In celebration of the previous 49 Super Bowls, the Pro Football Hall of Fame Selectors chose the "Super Bowl 50 Golden Team," which is led by eight members of the Pittsburgh Steelers franchise.
Appropriately, Steelers coach Chuck Noll leads this mythical team. Significantly, although the Steelers played in eight Super Bowls, all their selections come their 1970s-era dynasty that won four Super Bowls in a six-year stretch starting with the 1974 season.
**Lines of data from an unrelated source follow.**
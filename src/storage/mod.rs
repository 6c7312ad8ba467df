use async_trait::async_trait;
use mongodb::bson;
use mongodb::bson::oid::ObjectId;
use thiserror::Error;

use crate::post::{Post, PostChanges, PostWithAuthor};

pub mod memory;
pub mod mongo;

#[derive(Error, Debug)]
pub enum StorageError {
    #[error("Database: {0}")]
    Mongo(#[from] mongodb::error::Error),

    #[error("Encoding: {0}")]
    Encode(#[from] bson::ser::Error),

    #[error("Decoding: {0}")]
    Decode(#[from] bson::de::Error),

    #[error("Invalid id: {0}")]
    InvalidId(#[from] bson::oid::Error),

    #[error("Post store lock poisoned")]
    Poisoned,
}

#[derive(Debug, Clone, Default, PartialEq)]
pub struct PostFilter {
    pub author: Option<ObjectId>,
}

impl PostFilter {
    pub fn all() -> Self {
        PostFilter { author: None }
    }

    pub fn by_author(author: ObjectId) -> Self {
        PostFilter { author: Some(author) }
    }

    pub fn matches(&self, post: &Post) -> bool {
        match self.author {
            None => true,
            Some(ref author) => &post.user_id == author,
        }
    }
}

/// Document store holding posts.
///
/// `find` returns posts in natural storage order with their author looked up.
/// `update` applies the changes as given and returns the document after the update.
#[async_trait]
pub trait PostStore: Send + Sync {
    async fn insert(&self, post: &Post) -> Result<(), StorageError>;

    async fn find(&self, filter: &PostFilter) -> Result<Vec<PostWithAuthor>, StorageError>;

    async fn find_by_id(&self, id: &ObjectId) -> Result<Option<Post>, StorageError>;

    async fn update(&self, id: &ObjectId, changes: &PostChanges) -> Result<Option<Post>, StorageError>;

    /// Returns whether a document was removed.
    async fn delete(&self, id: &ObjectId) -> Result<bool, StorageError>;
}
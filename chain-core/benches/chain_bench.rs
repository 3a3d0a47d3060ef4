//! Benchmarks for the chain service
//!
//! Measures append cost and full-chain validation at a few chain lengths.

use criterion::{black_box, criterion_group, criterion_main, BenchmarkId, Criterion};

use chain_core::{ChainService, SystemClock};

fn build_chain(len: usize) -> ChainService<SystemClock> {
    let mut chain = ChainService::new(SystemClock::new());
    for i in 0..len {
        chain.add_block(&format!("transfer #{}", i));
    }
    chain
}

fn bench_append(c: &mut Criterion) {
    c.bench_function("append", |b| {
        let mut chain = ChainService::new(SystemClock::new());
        b.iter(|| chain.add_block(black_box("Alice pays Bob 5")))
    });
}

fn bench_validate(c: &mut Criterion) {
    let mut group = c.benchmark_group("validate_chain");

    for len in [10, 100, 1000] {
        let chain = build_chain(len);
        group.bench_with_input(BenchmarkId::from_parameter(len), &chain, |b, chain| {
            b.iter(|| black_box(chain.validate_chain()))
        });
    }

    group.finish();
}

criterion_group!(benches, bench_append, bench_validate);
criterion_main!(benches);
Along with Noll, the Pittsburgh representatives are (alphabetically) cornerback Mel Blount, defensive lineman Joe Greene, outside linebacker Jack Ham, running back Franco Harris, inside linebacker Jack Lambert, wide receiver Lynn Swann and center Mike Webster.
However, Joe Montana was selected to quarterback this team after leading the San Francisco 49ers to four Super Bowl wins while throwing 11 touchdowns, including five in one game, and no interceptions.
The only unanimous selection, and the only player still active in the league, is kicker Adam Vinatieri of the New England Patriots and Indianapolis Colts. The former South Dakota State kicker made seven of 10 field-goal attempts, both Super Bowl career highs, and all 13 point after touchdowns. His 34 total points rank second in Super Bowl scoring only to the 48 points by 49ers/Raiders wide receiver Jerry Rice.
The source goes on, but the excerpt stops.